We’ll be selling our house and leaving shortly thereafter. Like most, we intend to keep our bank accounts with a lot of U.S. cash and to make bill payments,, order merchandise online etc. We must also keep our investment accounts which will have all our retirement assets for future use (we intend to use all the house sale proceeds for the first 10 years of retirement as income since we’ll be retiring before we have access to our pensions, 401Ks or IRA’s) We also need an address for U.S. credit cards.

I was under the understanding that a mail forwarding service like EarthClass can provide a physical street address since that is preferable to just a P.O. box and also it’s required to submit a change of address for most bank brokerage and credit card accounts. We intend to submit changes of address to all the relevant parties before leaving the US and utilizing whatever services they offer once in Malaysia

For tax purposes, however, we’re told that keeping California as the new address will subject us to a California tax return even if we live abroad due to an obvious “intent to return” (the bank accounts etc). If we were to utilize a Miami street address instead of California, can that then be considered our U.S. physical address? I’ve read that establishing residency in a state with no tax can circumvent the need to file state returns in your old home state, at least until you have any California sourced income (we will eventually have that from company pensions but not for 7 or 8 years). One of the other mail companies told me it is illegal to use a mail forwarding address as a residency but what else would you use if you need a physical U.S. address once you live abroad? (Excluding property ownership which we have no intention of doing)

I am confused. Thanks to everyone


----------



## Bevdeforges

I'll second what BBCWatcher has said. I actually did move overseas from California and I simply sent change of address forms to each of my banks, credit card companies, etc. Only had one small problem concerning California taxes, because I was unable to sell my house there until several months after I had moved to Germany - but ultimately it involved filing a non-resident California tax return.

You actually don't need a US address for credit cards and such. Just send them the change of address and let them deal with it. I have heard that Wells Fargo Bank won't maintain accounts for overseas residents. Well, that's their loss. If that turns out to be true, you should probably switch your accounts before you move and get on with it.

Don't know the laws for Malaysia, but your US drivers license is normally only good for at most a year in a foreign country. You'll have to get a local license (or exchange your license, if that's possible). And you can continue to vote from your last address before leaving the US with no consequences on your voting rights. Just remember to register at the beginning of each year in which there is a federal election. (You can only vote from overseas for President, Senator and Congressional Rep. - which is logical anyhow.)

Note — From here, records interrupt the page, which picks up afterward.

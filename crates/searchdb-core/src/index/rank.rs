//! Relevance ranking over FTS4 `matchinfo()` statistics.
//!
//! SQLite calls the registered `rank(matchinfo(searchindex), boost)` function
//! once per matched row. The blob uses the default `pcx` layout:
//!
//! ```text
//! [p, c, (row_hits, total_hits, docs_with_hits) × p × c]
//! ```
//!
//! Each phrase/column pair contributes `weight × row_hits / total_hits`, and
//! the sum is scaled by the document boost. A hit in `weight4` (50) outweighs
//! dozens of hits in `weight0` (1).

use crate::config::RankingConfig;
use rusqlite::functions::{Context, FunctionFlags};
use rusqlite::types::ValueRef;
use rusqlite::Connection;
use thiserror::Error;

/// Malformed `matchinfo()` input.
#[derive(Debug, Error, PartialEq, Eq)]
pub enum MatchInfoError {
    #[error("matchinfo blob length {0} is not a multiple of 4")]
    Misaligned(usize),

    #[error("matchinfo is missing its phrase/column header")]
    MissingHeader,

    #[error("matchinfo holds {actual} values, expected {expected} for {phrases} phrases x {columns} columns")]
    LengthMismatch {
        phrases: usize,
        columns: usize,
        expected: usize,
        actual: usize,
    },
}

/// Hit statistics for one phrase in one column.
#[derive(Debug, Clone, Copy, PartialEq, Eq)]
pub struct ColumnHits {
    /// Hits in the current row.
    pub row_hits: u32,
    /// Hits across every row of the table.
    pub total_hits: u32,
    /// Rows with at least one hit.
    pub docs_with_hits: u32,
}

/// Decoded `matchinfo()` statistics for one row.
#[derive(Debug, Clone, PartialEq, Eq)]
pub struct MatchInfo {
    phrases: usize,
    columns: usize,
    values: Vec<u32>,
}

impl MatchInfo {
    /// Decode a native-endian `pcx` blob as produced by SQLite.
    pub fn from_blob(blob: &[u8]) -> Result<Self, MatchInfoError> {
        if blob.len() % 4 != 0 {
            return Err(MatchInfoError::Misaligned(blob.len()));
        }
        let values = blob
            .chunks_exact(4)
            .map(|chunk| u32::from_ne_bytes([chunk[0], chunk[1], chunk[2], chunk[3]]))
            .collect();
        Self::from_values(values)
    }

    /// Build from already decoded integers (header included).
    pub fn from_values(values: Vec<u32>) -> Result<Self, MatchInfoError> {
        if values.len() < 2 {
            return Err(MatchInfoError::MissingHeader);
        }
        let phrases = values[0] as usize;
        let columns = values[1] as usize;
        let expected = phrases
            .checked_mul(columns)
            .and_then(|cells| cells.checked_mul(3))
            .and_then(|n| n.checked_add(2));

        if expected != Some(values.len()) {
            return Err(MatchInfoError::LengthMismatch {
                phrases,
                columns,
                expected: expected.unwrap_or(usize::MAX),
                actual: values.len(),
            });
        }

        Ok(Self {
            phrases,
            columns,
            values,
        })
    }

    pub fn phrase_count(&self) -> usize {
        self.phrases
    }

    pub fn column_count(&self) -> usize {
        self.columns
    }

    /// Statistics for `phrase` in `column`, or `None` if either is out of range.
    pub fn hits(&self, phrase: usize, column: usize) -> Option<ColumnHits> {
        if phrase >= self.phrases || column >= self.columns {
            return None;
        }
        let base = 2 + 3 * (phrase * self.columns + column);
        Some(ColumnHits {
            row_hits: self.values[base],
            total_hits: self.values[base + 1],
            docs_with_hits: self.values[base + 2],
        })
    }
}

/// Score a row: weighted hit ratios summed over phrases and columns, times boost.
///
/// Columns past the end of `weights` don't score.
pub fn rank_score(info: &MatchInfo, boost: f64, weights: &[f64]) -> f64 {
    let mut score = 0.0;

    for phrase in 0..info.phrase_count() {
        for (column, weight) in weights.iter().enumerate().take(info.column_count()) {
            let Some(hits) = info.hits(phrase, column) else {
                continue;
            };
            if hits.row_hits == 0 || hits.total_hits == 0 || *weight == 0.0 {
                continue;
            }
            score += weight * f64::from(hits.row_hits) / f64::from(hits.total_hits);
        }
    }

    score * boost
}

/// Read the boost argument, tolerating the storage classes FTS hands back.
fn boost_value(value: ValueRef<'_>) -> f64 {
    match value {
        ValueRef::Real(boost) => boost,
        ValueRef::Integer(boost) => boost as f64,
        ValueRef::Text(text) => std::str::from_utf8(text)
            .ok()
            .and_then(|text| text.trim().parse().ok())
            .unwrap_or(1.0),
        ValueRef::Null | ValueRef::Blob(_) => 1.0,
    }
}

fn rank_function(ctx: &Context<'_>) -> rusqlite::Result<f64> {
    if ctx.len() != 2 {
        return Err(rusqlite::Error::UserFunctionError(
            "wrong number of arguments to function rank()".into(),
        ));
    }

    let info = match ctx.get_raw(0) {
        ValueRef::Blob(blob) => MatchInfo::from_blob(blob),
        _ => Err(MatchInfoError::MissingHeader),
    }
    .map_err(|e| rusqlite::Error::UserFunctionError(Box::new(e)))?;

    let boost = boost_value(ctx.get_raw(1));
    Ok(rank_score(&info, boost, &RankingConfig::COLUMN_WEIGHTS))
}

/// Register `rank(matchinfo, boost)` on a connection.
pub fn register_ranking_function(conn: &Connection) -> rusqlite::Result<()> {
    conn.create_scalar_function(
        RankingConfig::FUNCTION_NAME,
        2,
        FunctionFlags::SQLITE_UTF8 | FunctionFlags::SQLITE_DETERMINISTIC,
        rank_function,
    )
}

You will continue to file US tax returns - forever - but that's not really that difficult once you get used to it all. You'll pay taxes on withdrawals from your IRA and/or 401K just like you would have if you stayed in the US, but for other sources of income, you can offset any taxes due with credits for taxes paid in Malaysia (again, no idea how their taxation system works). And you'll have to declare any foreign bank accounts you set up to the Treasury Department. 
Cheers,
Bev


----------



## rodiy2k

Bevdeforges said:


> I'll second what BBCWatcher has said. I actually did move overseas from California and I simply sent change of address forms to each of my banks, credit card companies, etc. Only had one small problem concerning California taxes, because I was unable to sell my house there until several months after I had moved to Germany - but ultimately it involved filing a non-resident California tax return.
> 
> You actually don't need a US address for credit cards and such. Just send them the change of address and let them deal with it. I have heard that Wells Fargo Bank won't maintain accounts for overseas residents. Well, that's their loss. If that turns out to be true, you should probably switch your accounts before you move and get on with it.
> 
> Don't know the laws for Malaysia, but your US drivers license is normally only good for at most a year in a foreign country. You'll have to get a local license (or exchange your license, if that's possible). And you can continue to vote from your last address before leaving the US with no consequences on your voting rights. Just remember to register at the beginning of each year in which there is a federal election. (You can only vote from overseas for President, Senator and Congressional Rep. - which is logical anyhow.)
> 
> You will continue to file US tax returns - forever - but that's not really that difficult once you get used to it all. You'll pay taxes on withdrawals from your IRA and/or 401K just like you would have if you stayed in the US, but for other sources of income, you can offset any taxes due with credits for taxes paid in Malaysia (again, no idea how their taxation system works). And you'll have to declare any foreign bank accounts you set up to the Treasury Department.
> Cheers,
> Bev


Hi Bev
Thanks for the replies and information. As it turns out, I called TD Ameritrade and they said as long as you don't reside ina country on their restricted list (probably Cuba, Iraq, etc) you can maintain all existing accounts and perform any function you would in the US online. I suppose you wouldn't want to use a U.S. mailing address with an instituition that will provide tax information to the IRS (like 1099 forms) while simultaneously filing returns with a foreign address. I know credit card companies don't generally care; we would probably have to open an account with a card that charges no foreign transaction fees; I'm told Capital One and Pentagon Federal have such cards.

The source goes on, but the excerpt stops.